Der Hörspaziergang führt auch durch Berliner Hinterhöfe. Foto: Sabina Zollner

Biegt man vom Ku’damm in die Uhlandstraße ein, sind prächtige Gründerzeithäuser zu sehen. “In Studentenzeiten haben wir hier in Kommunen gewohnt. Jetzt haben sich Galerien eingenistet”, sagt Erhard. Neben dem Uhland, einem gelben Altbau mit römischen Säulen und Stückbalkonen, führt ein kleiner Eingang in die Uhland-Fasanenpassage.
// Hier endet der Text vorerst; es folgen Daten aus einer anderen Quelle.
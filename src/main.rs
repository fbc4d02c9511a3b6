/// Entry point and game loop.

mod ui;

use std::path::PathBuf;
use std::time::{Duration, Instant};

use anyhow::Context;
use clap::Parser;
use crossterm::event::{KeyboardEnhancementFlags, PopKeyboardEnhancementFlags, PushKeyboardEnhancementFlags};
use crossterm::{execute, terminal};

use pitrunner::sim::save;
use pitrunner::sim::score::ScoreBoard;
use pitrunner::{logging, GameConfig, GameEvent, LevelSet, WorldState};
use ui::input::{Command, InputState};
use ui::renderer::{HudInfo, Renderer};
use ui::sound::{Sfx, SoundEngine};

const FRAME_SLEEP: Duration = Duration::from_millis(5);
const LOG_FILE: &str = "pitrunner.log";
const BLANK_WIDTH: usize = 20;
const BLANK_HEIGHT: usize = 10;

/// Dig pits, dodge pursuers and collect every coin.
#[derive(Parser)]
#[command(author, version, about, long_about = None)]
struct Args {
    /// Path to config.toml
    #[arg(short, long)]
    config: Option<PathBuf>,

    /// Level file (JSON); overrides the config
    #[arg(short, long)]
    levels: Option<PathBuf>,

    /// Level to start on, 1-based
    #[arg(long, default_value_t = 1)]
    level: usize,

    /// Append a blank level to the level file and start on it
    #[arg(long)]
    new_level: bool,

    /// Remove level N (1-based) from the level file and exit
    #[arg(long, value_name = "N")]
    delete_level: Option<usize>,

    /// Enable verbose logging
    #[arg(short, long)]
    verbose: bool,
}

/// Everything the loop owns besides the terminal.
struct Session {
    config: GameConfig,
    levels: LevelSet,
    scores: ScoreBoard,
    world: WorldState,
    status: Option<String>,
}

fn main() -> anyhow::Result<()> {
    let args = Args::parse();
    logging::init(args.verbose, std::fs::File::create(LOG_FILE).ok());

    let config = GameConfig::load(args.config.as_deref());
    let levels_path = args.levels.unwrap_or_else(|| config.levels_file.clone());
    let mut levels = LevelSet::load(&levels_path).context("loading levels")?;
    if args.level > 1 && !levels.select(args.level - 1) {
        log::warn!("level {} does not exist; starting at 1", args.level);
    }
    if let Some(n) = args.delete_level {
        anyhow::ensure!((1..=levels.len()).contains(&n), "level {n} does not exist");
        levels.select(n - 1);
        anyhow::ensure!(levels.delete_current(), "cannot delete the only level");
        levels.save(&levels_path).context("saving levels")?;
        println!("Deleted level {n}; {} left", levels.len());
        return Ok(());
    }
    if args.new_level {
        levels.create_blank(BLANK_WIDTH, BLANK_HEIGHT);
        levels.save(&levels_path).context("saving levels")?;
    }
    let scores = ScoreBoard::load(&config.scores_file).unwrap_or_else(|e| {
        log::warn!("{e}; scores start empty");
        ScoreBoard::in_memory()
    });
    let world = WorldState::from_level(levels.current(), levels.current_index(), config.physics.clone())
        .context("building level")?;

    let mut session = Session { config, levels, scores, world, status: None };
    let mut renderer = Renderer::new();
    renderer.init().context("terminal init failed")?;
    let mut input = InputState::new();
    if terminal::supports_keyboard_enhancement().unwrap_or(false) {
        let flags = KeyboardEnhancementFlags::REPORT_EVENT_TYPES;
        input.honor_release = execute!(std::io::stdout(), PushKeyboardEnhancementFlags(flags)).is_ok();
    }

    let sound = SoundEngine::new();
    let result = game_loop(&mut session, &mut renderer, &mut input, sound.as_ref());

    if input.honor_release {
        let _ = execute!(std::io::stdout(), PopKeyboardEnhancementFlags);
    }
    if let Err(e) = renderer.cleanup() {
        eprintln!("Terminal cleanup failed: {e}");
    }
    result?;

    if let Some(best) = session.scores.best(session.world.level_index) {
        println!("Best time on {}: {}", session.levels.current().name, ui::renderer::fmt_ms(best));
    }
    Ok(())
}

fn game_loop(
    s: &mut Session,
    renderer: &mut Renderer,
    input: &mut InputState,
    sound: Option<&SoundEngine>,
) -> anyhow::Result<()> {
    let tick_rate = Duration::from_millis(s.config.physics.tick_rate_ms.max(1));
    let mut last_tick = Instant::now();
    let mut pending = input.frame_input(s.world.player_cell());

    loop {
        input.drain_events();
        if handle_commands(s, &input.commands()) {
            return Ok(());
        }

        // Latch edge-triggered actions until the next tick consumes them.
        let fresh = input.frame_input(s.world.player_cell());
        pending.keys = fresh.keys;
        pending.fire |= fresh.fire;
        pending.dig_at = fresh.dig_at.or(pending.dig_at);

        if last_tick.elapsed() >= tick_rate {
            last_tick = Instant::now();
            let events = pitrunner::step(&mut s.world, pending);
            pending.fire = false;
            pending.dig_at = None;
            handle_events(s, &events, sound);
        }

        let hud = HudInfo {
            level_name: &s.levels.current().name,
            level_count: s.levels.len(),
            best_ms: s.scores.best(s.world.level_index),
            status: s.status.as_deref(),
        };
        renderer.render(&s.world, &hud)?;
        std::thread::sleep(FRAME_SLEEP);
    }
}

fn handle_events(s: &mut Session, events: &[GameEvent], sound: Option<&SoundEngine>) {
    for ev in events {
        if let (Some(engine), Some(sfx)) = (sound, Sfx::for_event(ev)) {
            engine.play(sfx);
        }
        if let GameEvent::LevelCompleted { elapsed_ms } = *ev {
            if let Err(e) = s.scores.record(s.world.level_index, elapsed_ms) {
                log::warn!("could not record score: {e}");
            }
        }
    }
}

/// Returns true when the player asked to quit.
fn handle_commands(s: &mut Session, commands: &[Command]) -> bool {
    for cmd in commands {
        match cmd {
            Command::Quit => return true,
            Command::Pause => s.world.toggle_pause(),
            Command::Restart => {
                pitrunner::restart_level(&mut s.world);
                s.status = None;
            }
            Command::NextLevel => {
                if s.levels.next() {
                    switch_level(s);
                }
            }
            Command::PrevLevel => {
                if s.levels.prev() {
                    switch_level(s);
                }
            }
            Command::QuickSave => {
                s.status = Some(match save::save_quick(&s.config.save_dir, &s.world) {
                    Ok(_) => "saved".to_string(),
                    Err(e) => {
                        log::warn!("{e}");
                        "save failed".to_string()
                    }
                });
            }
            Command::QuickLoad => {
                s.status = Some(quick_load(s));
            }
        }
    }
    false
}

fn quick_load(s: &mut Session) -> String {
    match save::load_quick(&s.config.save_dir, s.world.level_index) {
        Ok(Some(snap)) => match save::restore_snapshot(&mut s.world, &snap) {
            Ok(()) => "loaded".to_string(),
            Err(e) => {
                log::warn!("{e}");
                "save does not match this level".to_string()
            }
        },
        Ok(None) => "no quicksave for this level".to_string(),
        Err(e) => {
            log::warn!("{e}");
            "load failed".to_string()
        }
    }
}

fn switch_level(s: &mut Session) {
    let physics = s.config.physics.clone();
    match WorldState::from_level(s.levels.current(), s.levels.current_index(), physics) {
        Ok(world) => {
            s.world = world;
            s.status = None;
        }
        Err(e) => {
            log::error!("{e}");
            s.status = Some(format!("level {} is broken", s.levels.current_index() + 1));
        }
    }
}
Der Weg führt in einen schicken Hinterhof, am Rand steht ein kleines Müllhäuschen. Hier ist Erhards Schlafplatz. Morgens steht er dort um sieben auf, bevor er zu einer nahegelegenen Baustelle zum Waschen geht. Im Hotel California auf dem Ku’damm darf er auch tagsüber auf die Toilette. Heute ist das Hotel geschlossen. In der Drehtür stehen zwei leuchtend rote Weihnachtsbäume. In Zeiten von Corona sind die Türen der Stadt zu.

Anmerkung: Die Zitate des Artikels sind dem Audiowalk “Stimmen vom Bahnhof Zoo” des Berliner Vereins Querstadtein entnommen.